Collected data:
*** Block opens ***

impl<C: Clock> Queue<C> {
    pub async fn connect_with_clock(
        name: impl Into<String>,
        options: QueueOptions,
        clock: C,
    ) -> Result<Self, QueueError> {
        options.validate()?;
        let name = name.into();
        let mut conn = connect(&options.conn).await?;
        let version = probe_server(&mut conn).await?;
        let keys = if options.clustered {
            KeySpace::clustered(&options.prefix, &name)
        } else {
            KeySpace::new(&options.prefix, &name)
        };
        let engine = StateEngine::new(conn, keys, version.supports_lpos());
        Ok(Self { name, engine, options, clock })
    }

    /// Build a queue over an existing engine (shares its connection).
    pub fn with_engine(engine: StateEngine, options: QueueOptions, clock: C) -> Self {
        Self { name: engine.keys().queue().to_string(), engine, options, clock }
    }

    pub fn name(&self) -> &str {
        &self.name
    }

    pub fn engine(&self) -> &StateEngine {
        &self.engine
    }

    pub fn options(&self) -> &QueueOptions {
        &self.options
    }

    pub(crate) fn clock(&self) -> &C {
        &self.clock
    }

    fn merged_opts(&self, opts: JobOpts) -> JobOpts {
        // Explicit per-job options win; queue defaults fill the rest only
        // when the caller left them at their defaults.
        let defaults = &self.options.default_job_opts;
        let baseline = JobOpts::default();
        let mut merged = opts;
        if merged.attempts == baseline.attempts {
            merged.attempts = defaults.attempts;
        }
        if merged.backoff.is_none() {
            merged.backoff = defaults.backoff.clone();
        }
        if merged.remove_on_complete.is_none() {
            merged.remove_on_complete = defaults.remove_on_complete.clone();
        }
        if merged.remove_on_fail.is_none() {
            merged.remove_on_fail = defaults.remove_on_fail.clone();
        }
        merged
    }

    // -- producing --

    /// Add one job; returns its id.
    pub async fn add(
        &self,
        name: impl Into<String>,
        data: Value,
        opts: JobOpts,
    ) -> Result<String, QueueError> {
        let args = AddJobArgs::new(name, data, self.merged_opts(opts));
        let id = self.engine.add_job(&args, self.clock.epoch_ms()).await?;
        tracing::debug!(queue = %self.name, job_id = %id, job_name = %args.name, "added");
        Ok(id)
    }

    /// Add a batch atomically; returns the ids in input order.
    pub async fn add_bulk(
        &self,
        jobs: Vec<(String, Value, JobOpts)>,
    ) -> Result<Vec<String>, QueueError> {
        let args: Vec<AddJobArgs> = jobs
            .into_iter()
            .map(|(name, data, opts)| AddJobArgs::new(name, data, self.merged_opts(opts)))
            .collect();
        let ids = self.engine.add_bulk(&args, self.clock.epoch_ms()).await?;
        tracing::debug!(queue = %self.name, count = ids.len(), "added bulk");
        Ok(ids)
    }

    // -- queue-wide operations --

    pub async fn pause(&self) -> Result<(), QueueError> {
        Ok(self.engine.pause(true).await?)
    }

    pub async fn resume(&self) -> Result<(), QueueError> {
        Ok(self.engine.pause(false).await?)
    }

    pub async fn is_paused(&self) -> Result<bool, QueueError> {
        let mut conn = self.engine.connection();
        let paused: bool = redis::cmd("HEXISTS")
            .arg(self.engine.keys().meta())
            .arg("paused")
            .query_async(&mut conn)
            .await?;
        Ok(paused)
    }

    /// Delete waiting jobs; `include_delayed` extends to the delayed set.
    pub async fn drain(&self, include_delayed: bool) -> Result<u64, QueueError> {
        Ok(self.engine.drain(include_delayed).await?)
    }

    /// Destroy the queue completely, looping bounded passes.
    pub async fn obliterate(&self, opts: ObliterateOpts) -> Result<(), QueueError> {
        while self.engine.obliterate_pass(opts.count, opts.force).await? {}
        Ok(())
    }

    // -- inspection --

    /// Fetch a job view by id.
    pub async fn get_job(&self, job_id: &str) -> Result<Option<Job>, QueueError> {
        let mut conn = self.engine.connection();
        let fields: HashMap<String, Vec<u8>> = redis::cmd("HGETALL")
            .arg(self.engine.keys().job(job_id))
            .query_async(&mut conn)
            .await?;
        if fields.is_empty() {
            return Ok(None);
        }
        Ok(Some(Job::from_hash(&self.name, job_id, fields)?))
    }

    /// Which state set currently holds the job.
    pub async fn get_state(&self, job_id: &str) -> Result<Option<JobState>, QueueError> {
        let keys = self.engine.keys();
        let mut conn = self.engine.connection();

        let (completed, failed, delayed, prioritized, waiting_children): (
            Option<f64>,
            Option<f64>,
            Option<f64>,
            Option<f64>,
            bool,
        ) = redis::pipe()
            .cmd("ZSCORE").arg(keys.completed()).arg(job_id)
            .cmd("ZSCORE").arg(keys.failed()).arg(job_id)
            .cmd("ZSCORE").arg(keys.delayed()).arg(job_id)
            .cmd("ZSCORE").arg(keys.prioritized()).arg(job_id)
            .cmd("SISMEMBER").arg(keys.waiting_children()).arg(job_id)
            .query_async(&mut conn)
            .await?;

        if completed.is_some() {
            return Ok(Some(JobState::Completed));
        }
        if failed.is_some() {
            return Ok(Some(JobState::Failed));
        }
        if delayed.is_some() {
            return Ok(Some(JobState::Delayed));
        }
        if prioritized.is_some() {
            return Ok(Some(JobState::Prioritized));
        }
        if waiting_children {
            return Ok(Some(JobState::WaitingChildren));
        }
        for (key, state) in [
            (keys.active(), JobState::Active),
            (keys.wait(), JobState::Wait),
            (keys.paused(), JobState::Paused),
        ] {
            if self.engine.is_job_in_list(&key, job_id).await? {
                return Ok(Some(state));
            }
        }
        Ok(None)
    }

    /// Job views for one state, by range.
    pub async fn get_jobs(
        &self,
        state: JobState,
        start: isize,
        end: isize,
    ) -> Result<Vec<Job>, QueueError> {
        let keys = self.engine.keys();
        let mut conn = self.engine.connection();
        let ids: Vec<String> = match state {
            JobState::Completed | JobState::Failed | JobState::Delayed
            | JobState::Prioritized => {
                let key = match state {
                    JobState::Completed => keys.completed(),
                    JobState::Failed => keys.failed(),
                    JobState::Delayed => keys.delayed(),
                    _ => keys.prioritized(),
                };
                redis::cmd("ZRANGE").arg(key).arg(start).arg(end).query_async(&mut conn).await?
            }
            JobState::Wait | JobState::Paused | JobState::Active => {
                let key = match state {
                    JobState::Wait => keys.wait(),
                    JobState::Paused => keys.paused(),
                    _ => keys.active(),
                };
                redis::cmd("LRANGE").arg(key).arg(start).arg(end).query_async(&mut conn).await?
            }
            JobState::WaitingChildren => {
                let members: Vec<String> = redis::cmd("SMEMBERS")
                    .arg(keys.waiting_children())
                    .query_async(&mut conn)
                    .await?;
                members
            }
        };

        let mut jobs = Vec::with_capacity(ids.len());
        for id in &ids {
            if let Some(job) = self.get_job(id).await? {
                jobs.push(job);
            }
        }
        Ok(jobs)
    }

    /// Counts for the requested states.
    pub async fn get_counts(&self, states: &[JobState]) -> Result<JobCounts, QueueError> {
        let keys = self.engine.keys();
        let mut conn = self.engine.connection();
        let mut counts = JobCounts::new();
        for state in states {
            let count: u64 = match state {
                JobState::Wait => {
                    redis::cmd("LLEN").arg(keys.wait()).query_async(&mut conn).await?
                }
                JobState::Paused => {
                    redis::cmd("LLEN").arg(keys.paused()).query_async(&mut conn).await?
                }
                JobState::Active => {
                    redis::cmd("LLEN").arg(keys.active()).query_async(&mut conn).await?
                }
                JobState::Delayed => {
                    redis::cmd("ZCARD").arg(keys.delayed()).query_async(&mut conn).await?
                }
                JobState::Prioritized => {
                    redis::cmd("ZCARD").arg(keys.prioritized()).query_async(&mut conn).await?
                }
                JobState::WaitingChildren => {
                    redis::cmd("SCARD").arg(keys.waiting_children()).query_async(&mut conn).await?
                }
                JobState::Completed => {
                    redis::cmd("ZCARD").arg(keys.completed()).query_async(&mut conn).await?
                }
                JobState::Failed => {
                    redis::cmd("ZCARD").arg(keys.failed()).query_async(&mut conn).await?
                }
            };
            counts.insert(*state, count);
        }
        Ok(counts)
    }

    /// Counts of prioritized jobs per priority value.
    pub async fn get_counts_per_priority(
        &self,
        priorities: &[u32],
    ) -> Result<HashMap<u32, u64>, QueueError> {
        const PRIORITY_STRIDE: u64 = 1 << 32;
        let keys = self.engine.keys();
        let mut conn = self.engine.connection();
        let mut counts = HashMap::new();
        for &priority in priorities {
            let lo = (priority as u64).saturating_mul(PRIORITY_STRIDE);
            let hi = (priority as u64 + 1).saturating_mul(PRIORITY_STRIDE);
            let count: u64 = redis::cmd("ZCOUNT")
                .arg(keys.prioritized())
                .arg(lo)
                .arg(format!("({hi}"))
                .query_async(&mut conn)
                .await?;
            counts.insert(priority, count);
        }
        Ok(counts)
    }

    /// Metrics for one finished set ("completed" or "failed").
    pub async fn get_metrics(&self, target: &str) -> Result<Metrics, QueueError> {
        let keys = self.engine.keys();
        let mut conn = self.engine.connection();
        let metrics_key = keys.metrics(target);
        let (count, data_points): (Option<u64>, Vec<u64>) = redis::pipe()
            .cmd("HGET").arg(format!("{metrics_key}:meta")).arg("count")
            .cmd("LRANGE").arg(&metrics_key).arg(0).arg(-1)
            .query_async(&mut conn)
            .await?;
        Ok(Metrics { count: count.unwrap_or(0), data_points })
    }

    // -- operator actions --

    pub async fn retry_job(&self, job_id: &str, lifo: bool) -> Result<(), QueueError> {
        Ok(self.engine.retry_job(job_id, lifo).await?)
    }

    /// Requeue all failed jobs, looping batches until none remain.
    pub async fn retry_jobs(&self, batch: u32) -> Result<(), QueueError> {
        while self.engine.retry_jobs(batch).await? > 0 {}
        Ok(())
    }

    pub async fn promote(&self, job_id: &str) -> Result<(), QueueError> {
        Ok(self.engine.promote(job_id).await?)
    }

    /// Promote all delayed jobs, looping batches until none remain.
    pub async fn promote_jobs(&self, batch: u32) -> Result<(), QueueError> {
        while self.engine.promote_jobs(batch).await? > 0 {}
        Ok(())
    }

    pub async fn change_delay(&self, job_id: &str, delay_ms: u64) -> Result<(), QueueError> {
        Ok(self.engine.change_delay(job_id, self.clock.fire_at(delay_ms)).await?)
    }

    pub async fn change_priority(
        &self,
        job_id: &str,
        priority: u32,
        lifo: bool,
    ) -> Result<(), QueueError> {
        Ok(self.engine.change_priority(job_id, priority, lifo).await?)
    }

    /// Remove aged jobs from a state set; returns the removed ids.
    pub async fn clean(
        &self,
        target: CleanTarget,
        grace_ms: u64,
        limit: u32,
    ) -> Result<Vec<String>, QueueError> {
        let cutoff = self.clock.cutoff(grace_ms);
        Ok(self.engine.clean_jobs_in_set(target, cutoff, limit).await?)
    }

    pub async fn remove(&self, job_id: &str) -> Result<(), QueueError> {
        Ok(self.engine.remove_job(job_id).await?)
    }

    pub async fn update_progress(
        &self,
        job_id: &str,
        progress: &Value,
    ) -> Result<(), QueueError> {
        Ok(self.engine.update_progress(job_id, progress).await?)
    }

    /// Append a log row to a job; returns the resulting log length.
    pub async fn add_job_log(&self, job_id: &str, row: &str) -> Result<u64, QueueError> {
        let keep = self.options.default_job_opts.keep_logs;
        Ok(self.engine.add_log(job_id, row, keep).await?)
    }

    /// The job's bounded log list, oldest first.
    pub async fn get_job_logs(&self, job_id: &str) -> Result<Vec<String>, QueueError> {
        let mut conn = self.engine.connection();
        Ok(redis::cmd("LRANGE")
            .arg(self.engine.keys().logs(job_id))
            .arg(0)
            .arg(-1)
            .query_async(&mut conn)
            .await?)
    }
}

*** Block closes ***

Only the lines above from the one with "engine.keys().queue().to_string(), engine, options, clock" up to and including the one with "fn merged_opts(&self, opts: JobOpts)" should be repeated, exactly as written.

*SOLVED PROBLEM*:
        Self { name: engine.keys().queue().to_string(), engine, options, clock }
    }

    pub fn name(&self) -> &str {
        &self.name
    }

    pub fn engine(&self) -> &StateEngine {
        &self.engine
    }

    pub fn options(&self) -> &QueueOptions {
        &self.options
    }

    pub(crate) fn clock(&self) -> &C {
        &self.clock
    }

    fn merged_opts(&self, opts: JobOpts) -> JobOpts {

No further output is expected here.